The movement proved to be immensely successful within Croatian upper-class, but found little support from the peasant class and those living outside the Kingdom of Croatia [5]. Within where it was popular, however, it found literary success. Epic poems were published in “Illyrian grammar” (which would eventually evolve into Serbo-Croatian), the future Croatian national anthem was written by lyricist Antun Mihanović, and Croatian newspapers were allowed to be published starting in 1834. Ljudevit Gaj was responsible for establishing the first one in 1835 and thus was the pioneer of the beginning of Croatian journalism [6]. He also began the literary journal Danica as an attachment to the paper to further Croatian literary achievements. Each issue contained the motto of “[a] people without a nation/is like a body without bones” fully capturing the spirit and vigor of the Illyrian movement’s idealism. In the 1838 edition of Danica, Gaj further outlined the goals of the Illyrians against its detractors and critics. He writes:

Our intention is not to abolish individual names, but unify them under a general name, because each of the individual names carries its own individual history, which gathered together, comprise a more general history of the Illyrian nation [7].

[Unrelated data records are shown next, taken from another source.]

use super::dataset::DataSet;
use super::evaluator::Score;
use super::knn::{self, Similarity};
use super::{bpr, ccd, FitConfig, RankingModel};
use crate::error::Result;
use crate::model::{random_search_cv, Model, ModelScore, ParamName, Params};
use parking_lot::Mutex;
use std::time::Instant;
use tracing::info;

/// Families tried by [`ModelSearcher::fit`], in order.
pub const SEARCH_MODELS: [&str; 3] = [bpr::FAMILY, ccd::FAMILY, knn::FAMILY];

#[derive(Debug, Clone)]
pub struct SearchedModel {
    pub name: &'static str,
    pub model: RankingModel,
    pub score: Score,
}

#[derive(Debug, Default)]
struct Best {
    model: Option<SearchedModel>,
    similarity: Similarity,
}

/// Random search over several ranking families under one budget.
///
/// The best result sits behind its own lock so it can be read while another
/// search is running.
#[derive(Debug)]
pub struct ModelSearcher {
    n_epochs: usize,
    n_trials: usize,
    n_jobs: usize,
    best: Mutex<Best>,
}

impl ModelSearcher {
    pub fn new(n_epochs: usize, n_trials: usize, n_jobs: usize) -> Self {
        Self {
            n_epochs,
            n_trials,
            n_jobs,
            best: Mutex::new(Best::default()),
        }
    }

    pub fn best_model(&self) -> Option<SearchedModel> {
        self.best.lock().model.clone()
    }

    /// Similarity of the best neighbourhood model, cosine until one is found.
    pub fn best_similarity(&self) -> Similarity {
        self.best.lock().similarity
    }

    pub fn fit(&self, train_set: &DataSet, validate_set: &DataSet) -> Result<()> {
        info!(
            n_users = train_set.user_count(),
            n_items = train_set.item_count(),
            n_trials = self.n_trials,
            "ranking model search"
        );
        let start = Instant::now();
        let config = FitConfig::default().with_jobs(self.n_jobs);
        for name in SEARCH_MODELS {
            let mut model =
                RankingModel::new(name, Params::new().with(ParamName::NEpochs, self.n_epochs))?;
            let grid = model.params_grid();
            let result = random_search_cv(
                &mut model,
                train_set,
                validate_set,
                &grid,
                self.n_trials,
                0,
                &config,
            )?;
            let (Some(best_model), Some(score)) = (result.best_model, result.best_score) else {
                continue;
            };

            let mut best = self.best.lock();
            if let RankingModel::Knn(knn) = &best_model {
                best.similarity = knn.similarity();
            }
            let replace = match &best.model {
                None => true,
                Some(current) => score.better_than(&current.score),
            };
            if replace {
                best.model = Some(SearchedModel {
                    name,
                    model: best_model,
                    score,
                });
            }
        }

        let best = self.best.lock();
        if let Some(searched) = &best.model {
            info!(
                model = searched.name,
                ndcg = searched.score.ndcg,
                precision = searched.score.precision,
                recall = searched.score.recall,
                params = %searched.model.params(),
                search_time_ms = start.elapsed().as_millis() as u64,
                "complete ranking model search"
            );
        }
        Ok(())
    }
}

#[cfg(test)]
mod tests {
    use super::*;
    use crate::ranking::dataset::DataSetBuilder;

    fn communities() -> (DataSet, DataSet) {
        let mut builder = DataSetBuilder::new();
        for user in 0..30 {
            for item in 0..12 {
                if item % 3 == user % 3 && (item + user) % 4 != 0 {
                    builder.add_feedback(&format!("u{}", user), &format!("i{}", item)).unwrap();
                }
            }
        }
        builder.build().split(0.5, 3)
    }

    #[test]
    fn test_search_keeps_best_family() {
        let (train, test) = communities();
        let searcher = ModelSearcher::new(2, 2, 2);
        assert!(searcher.best_model().is_none());
        assert_eq!(searcher.best_similarity(), Similarity::Cosine);

        searcher.fit(&train, &test).unwrap();
        let best = searcher.best_model().unwrap();
        assert!(SEARCH_MODELS.contains(&best.name));
        assert_eq!(best.model.name(), best.name);
        assert!(!best.model.invalid());

        assert!(!best.score.is_nan());
    }

    #[test]
    fn test_best_model_is_a_snapshot() {
        let (train, test) = communities();
        let searcher = ModelSearcher::new(1, 1, 1);
        searcher.fit(&train, &test).unwrap();
        let mut best = searcher.best_model().unwrap();
        best.model.clear();
        // clearing the returned copy leaves the searcher's model intact
        assert!(!searcher.best_model().unwrap().model.invalid());
    }
}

Reading rooms were established in Zagreb for Illyrians to meet and discuss the growing linguistic developments. The first Croatian opera was written by composer Vatroslav Lisinski in 1846. The Illyrian movement thus achieved significant success throughout the Croatian intelligentsia, only to be suppressed in the wave of revolutions that would sweep Europe in 1848.

Despite these national developments, the Illyrians found themselves at odds with the Hungarian nobility and those supporting it. In 1843, the use of “Illyrian” was banned by Hungarian authorities [8]. Tensions surmounted on July 29th 1845 when the People’s Party (alternatively called the Illyrian Party) felt cheated when a Hungarian-allied candidate won during the elections held for newly-established Zagreb County of the Kingdom of Croatia-Slavonia. Members and supporters of the People’s Party filled the square in protest which angered the Croatian ban, ethnic Hungarian Fancis Haller, and the Austrian army was called to subdue the protestors. Thirteen protestors were killed and over two dozen were injured in the ensuing violence which would be remembered as the “July Victims” [9]. Croatian opinion in Zagreb was split – those of the Illyrian movement felt that the only means of securing a Croatian future was the establishment of an independent Croatian state whereas some Hungarian-Croats and other ethnic Croats felt that Croatia was best served through close relations with Hungary. With fear as an impediment to further progress, the Illyrian movement would have only one major victory after 1845. In October of 1847, with the help of politician Ivan Sakcinski, Croatian replaced Latin as the official language of the kingdom through a unanimous vote in parliament [10]. However, this major victory would be overshadowed by censorship and a crackdown on dissent in 1849 by Emperor Francis Joseph. A new constitution was created by the Austrian autocracy and the Danica soon went out of print. This effectively put an end to the Illyrian movement and any hopes of a unified Pan-Slavic state, but its spiritual adherents kept the fire going covertly, enough to influence the future trend of Yugoslav nationalism in the decades ahead.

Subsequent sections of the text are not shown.